I don’t know if I can write this. If it is even worth it. If any of this is worth it anymore.
We have failed a sweet, innocent little girl. Failed her in the worst of ways.
And I say we for all of us. A society. A nation. Our media. Lawmakers and judges. Every single one holds heavy on their shoulders the blame for what happened to Veronica. She is a four year old, innocent victim who has just paid the worst price, her family destroyed so she could be used to satisfy the desires of an infertile couple.
As she suffers the terrible loss of her family, her heritage, her culture, others celebrate such a disgusting tragedy for this little girl. They congratulate themselves with proud slaps to the back for fighting so hard for Veronica to lose everything so the Capobiancos could have their every selfish desire fulfilled.
They praise those like Troy Dunn and Dr. Phil for using Veronica to advance their own careers. Celebrate and promote the continued deception of Veronica’s First Mother, because it justifies their belief that the Capobianco’s “deserved” Veronica more than her own family. That they “earned” the right to be her parents.
As a society, a nation, we accept such twisted beliefs. Our media, even today in the reality of all Veronica has lost, continues to portray a story of lies and half-truths. Never daring, never having the courage, to go the heart of what has happened, will continue to happen to so many children, if something isn’t done. If we don’t finally stand up and demand change.

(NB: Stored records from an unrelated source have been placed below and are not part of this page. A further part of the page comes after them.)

use anyhow::Result;
use tracing_subscriber::{layer::SubscriberExt, util::SubscriberInitExt, EnvFilter};
use uuid::Uuid;

use crate::config::ObservabilityConfig;
use crate::workflow::{CommandTag, CommentId};

/// Initialize structured logging.
/// `RUST_LOG` wins over the configured level when set.
pub fn init_telemetry(config: &ObservabilityConfig) -> Result<()> {
    let filter = EnvFilter::try_from_default_env()
        .or_else(|_| EnvFilter::try_new(&config.log_level))?;

    let registry = tracing_subscriber::registry().with(filter);

    if config.json_logs {
        registry
            .with(
                tracing_subscriber::fmt::layer()
                    .json()
                    .with_current_span(true)
                    .with_span_list(true),
            )
            .try_init()?;
    } else {
        registry
            .with(tracing_subscriber::fmt::layer().compact().with_writer(std::io::stderr))
            .try_init()?;
    }

    tracing::debug!("Workflow telemetry initialized");
    Ok(())
}

/// Generate a correlation ID for linking related operations
pub fn generate_correlation_id() -> String {
    Uuid::new_v4().to_string()
}

/// Span wrapping one command against one comment
pub fn create_command_span(
    operation: &str,
    comment_id: CommentId,
    command: Option<CommandTag>,
    correlation_id: &str,
) -> tracing::Span {
    tracing::info_span!(
        "comment_workflow",
        operation = operation,
        comment.id = %comment_id,
        command = command.map(CommandTag::as_str),
        correlation.id = correlation_id,
        otel.kind = "internal"
    )
}
// Transition function: (state, command) -> state | rejection
//
// Pure and total. Logging and persistence belong to the handler.

use serde::{Deserialize, Serialize};
use thiserror::Error;

use super::commands::{Command, CommandTag};
use super::state::{CommentState, CompletedComment, DraftComment, Requirement, StateTag, WorkflowPolicy};
use super::types::{AuthorId, PrereviewId};

/// Why a command could not be applied to the current state
#[derive(Debug, Clone, PartialEq, Eq, Error, Serialize, Deserialize)]
pub enum Rejection {
    #[error("{command} is not allowed while the comment is {state}")]
    IllegalCommand { state: StateTag, command: CommandTag },

    #[error("comment is incomplete: {missing} is missing")]
    Incomplete { missing: Requirement },

    #[error("comment has already been published")]
    AlreadyPublished,
}

/// Apply `command` to `state`, returning the next state or the reason it was refused
pub fn apply(
    state: &CommentState,
    command: &Command,
    policy: &WorkflowPolicy,
) -> Result<CommentState, Rejection> {
    match (state, command) {
        (CommentState::Published { .. }, _) => Err(Rejection::AlreadyPublished),

        (
            CommentState::NotStarted,
            Command::StartComment {
                author_id,
                prereview_id,
            },
        ) => Ok(in_progress(author_id, *prereview_id, DraftComment::default())),

        // Field edits merge into the draft; each replaces only its own field
        (
            CommentState::InProgress {
                author_id,
                prereview_id,
                draft,
            },
            Command::EnterComment { comment },
        ) => Ok(in_progress(
            author_id,
            *prereview_id,
            DraftComment {
                comment: Some(comment.clone()),
                ..draft.clone()
            },
        )),

        (
            CommentState::InProgress {
                author_id,
                prereview_id,
                draft,
            },
            Command::ChoosePersona { persona },
        ) => Ok(in_progress(
            author_id,
            *prereview_id,
            DraftComment {
                persona: Some(*persona),
                ..draft.clone()
            },
        )),

        (
            CommentState::InProgress {
                author_id,
                prereview_id,
                draft,
            },
            Command::DeclareCompetingInterests {
                competing_interests,
            },
        ) => Ok(in_progress(
            author_id,
            *prereview_id,
            DraftComment {
                competing_interests: Some(competing_interests.clone()),
                ..draft.clone()
            },
        )),

        (
            CommentState::InProgress {
                author_id,
                prereview_id,
                draft,
            },
            Command::AgreeToCodeOfConduct,
        ) => Ok(in_progress(
            author_id,
            *prereview_id,
            DraftComment {
                agreed_to_code_of_conduct: true,
                ..draft.clone()
            },
        )),

        (
            CommentState::InProgress {
                author_id,
                prereview_id,
                draft,
            },
            Command::ConfirmExistenceOfVerifiedEmailAddress,
        ) => Ok(in_progress(
            author_id,
            *prereview_id,
            DraftComment {
                verified_email_address_exists: true,
                ..draft.clone()
            },
        )),

        (
            CommentState::InProgress {
                author_id,
                prereview_id,
                draft,
            },
            Command::Finalize,
        ) => draft
            .complete(policy)
            .map(|comment| CommentState::ReadyForPublishing {
                author_id: author_id.clone(),
                prereview_id: *prereview_id,
                comment,
            })
            .map_err(|missing| Rejection::Incomplete { missing }),

        // Email verification may land after finalizing when the policy did not demand it
        (
            CommentState::ReadyForPublishing {
                author_id,
                prereview_id,
                comment,
            },
            Command::ConfirmExistenceOfVerifiedEmailAddress,
        ) if !comment.verified_email_address_exists => Ok(CommentState::ReadyForPublishing {
            author_id: author_id.clone(),
            prereview_id: *prereview_id,
            comment: CompletedComment {
                verified_email_address_exists: true,
                ..comment.clone()
            },
        }),

        (
            CommentState::ReadyForPublishing {
                author_id,
                prereview_id,
                comment,
            },
            Command::PublishComment,
        ) => Ok(CommentState::BeingPublished {
            author_id: author_id.clone(),
            prereview_id: *prereview_id,
            snapshot: comment.clone(),
        }),

        (
            CommentState::BeingPublished {
                author_id,
                prereview_id,
                snapshot,
            },
            Command::MarkCommentAsPublished { doi, id },
        ) => Ok(CommentState::Published {
            author_id: author_id.clone(),
            prereview_id: *prereview_id,
            snapshot: snapshot.clone(),
            doi: doi.clone(),
            id: *id,
        }),

        // Failed publication hands the snapshot back so the author can publish again
        (
            CommentState::BeingPublished {
                author_id,
                prereview_id,
                snapshot,
            },
            Command::MarkPublicationAsFailed { .. },
        ) => Ok(CommentState::ReadyForPublishing {
            author_id: author_id.clone(),
            prereview_id: *prereview_id,
            comment: snapshot.clone(),
        }),

        (state, command) => Err(Rejection::IllegalCommand {
            state: state.tag(),
            command: command.tag(),
        }),
    }
}

fn in_progress(author_id: &AuthorId, prereview_id: PrereviewId, draft: DraftComment) -> CommentState {
    CommentState::InProgress {
        author_id: author_id.clone(),
        prereview_id,
        draft,
    }
}
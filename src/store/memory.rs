use async_trait::async_trait;
use std::collections::HashMap;
use tokio::sync::RwLock;

use super::{check_expected_version, StateStore, StoreError, Version, VersionedState};
use crate::workflow::{CommentId, CommentState};

/// Process-local store, used by tests and the `memory` backend
#[derive(Debug, Default)]
pub struct InMemoryStateStore {
    records: RwLock<HashMap<CommentId, VersionedState>>,
}

impl InMemoryStateStore {
    pub fn new() -> Self {
        Self::default()
    }

    pub async fn len(&self) -> usize {
        self.records.read().await.len()
    }

    pub async fn is_empty(&self) -> bool {
        self.records.read().await.is_empty()
    }
}

#[async_trait]
impl StateStore for InMemoryStateStore {
    async fn get(&self, id: CommentId) -> Result<VersionedState, StoreError> {
        self.records
            .read()
            .await
            .get(&id)
            .cloned()
            .ok_or(StoreError::NotFound)
    }

    async fn put(
        &self,
        id: CommentId,
        state: &CommentState,
        expected: Option<Version>,
    ) -> Result<Version, StoreError> {
        let mut records = self.records.write().await;
        let found = records.get(&id).map(|record| record.version);
        let version = check_expected_version(expected, found)?;

        records.insert(
            id,
            VersionedState {
                version,
                state: state.clone(),
            },
        );
        Ok(version)
    }
}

Some have said there is some hope in Veronica’s loss because of the attention it has brought to the truth of the adoption industry. But I just can’t bring myself to see it that way. I see her loss as the worst thing that could have happened to her. I see it as a complete failure of everyone who ignored those speaking out, demanding change. For every person who chose to label, deny and fight against those speaking the truth. Truth of pain and grief. Of coercion and manipulation. Of billions of dollars being the driving force for our children being taken away for the satisfaction of others.
Veronica deserved better than this. She deserved protection from an industry that used her for gain. Deserved her rights to her family to be recognized instead of trampled on. She deserved what so many don’t have the courage or heart to give . . . facing the truth of the very real evils that exist in adoption today.
And I’m not sugar coating. I’m not watching my words, always so conscious of who might be offended. Because what the hell good does that do? It certainly doesn’t do anything to prevent a sweet, little girl from having her entire family destroyed for the gain of others. It doesn’t push our lawmakers to turn away from the money and the power of the adoption industry. To refuse the laws created to completely do away with fathers’ rights, protections for vulnerable mothers, and most important, guards against children ever being used as a product to be bought and sold.
Today, after the hell that has happened, I don’t see any grey areas any longer. I see it as black and white. Either you believe that we have to do something, demand changes, so that our children are no longer used like Veronica has been used. No longer forced to face the heart break Veronica has faced.
Or you believe in and support the fact that adoption has become a business meant to provide children for the couples willing and able to pay for them. You ignore, diminish, the pain, the grief, the horror of so many to justify your actions, your need to continue to deny the hard truths staring you in the face.
I can’t see it any other way at the moment. I am so angry. So terribly angry.
I have taken hits in this fight for adoption reform, some personal, some not. I’ve known and accepted they are part of the fight. Part of what to expect when you challenge such a controversial subject.
But to have a little, innocent four-year old girl take the hardest hit, the worst of it all, is something I can never accept. NEVER!
I had almost been beaten over the summer, tempted to just give up, to walk away from all the self-entitlement. The denial of the loss and grief. The desperate fight to justify the outrageous profits in supplying children for those that desire them. The absolute refusal to acknowledge that every child has the right to their own family. To be raised by those that are a part of them. To be free of having their identity erased for the benefit of others. Their equal rights stripped from them.
But Veronica’s fight brought me back and it will keep me going. Every time I feel the urge to walk away, I will think of her wrapped securely in her daddy’s arms. Of her beautiful smiles when surrounded by her family. Of the amazing life she was granted when she was allowed to be with her family. Allowed to just be another little girl, growing up, growing strong, under the care and protection of those who loved her.
And I will remember the hell she had forced on her. A hell not only supported, but encouraged and prayed for by so many. I will remember her terrible loss. The destruction of her family for the selfish desires of others.
I can never change how terribly she was failed. But I sure as hell can fight with everything I have to try and protect other children from being forced to live through the same hell. I can fight for Veronica and because of her.
I can fight because she has reminded me it is the right thing to do.